Harry LE., Sandison A., Paleolog EM., Hansen U., Pearse MF., Nanchahal J.
The objective of this study was to compare the effects of soft tissue coverage by either muscle or fasciocutaneous tissue on the healing of open tibial fractures in a murine model. An open tibial fracture, stripped of periosteum with intramedullary fixation, was created in mice. Experimental groups were devised to allow exclusive comparison of either muscle alone or skin plus fascia in direct contact with healing bone. To exclusively assess the relative efficacy of muscle and fasciocutaneous tissue to promote healing of a fracture stripped of periosteum, a piece of sterile inert material (polytetrafluoroethylene) was positioned anteriorly, excluding skin and fascia (muscle group) or posteriorly, excluding muscle (fasciocutaneous group).

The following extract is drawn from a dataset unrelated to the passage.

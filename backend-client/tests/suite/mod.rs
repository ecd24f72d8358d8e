mod documents;
mod preview;
mod search;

Skeletal repair was assessed histologically and quantified by histomorphometry; quantitative peripheral computed tomography (pQCT) and mechanical testing using a four-point bending technique. This standardized, reproducible model allowed characterization of the morphology of open fracture healing. At 28 days postfracture, there was faster healing in the experimental muscle coverage group compared to skin and fascia alone. Furthermore, there was almost 50% more cortical bone content and a threefold stronger union beneath muscle compared to fasciocutaneous tissue (p < 0.05 by one-way ANOVA). Exclusive comparison of muscle and fasciocutaneous tissue in our novel murine model demonstrates that muscle is superior for the coverage of open tibial fractures for both the rate and quality of fracture healing.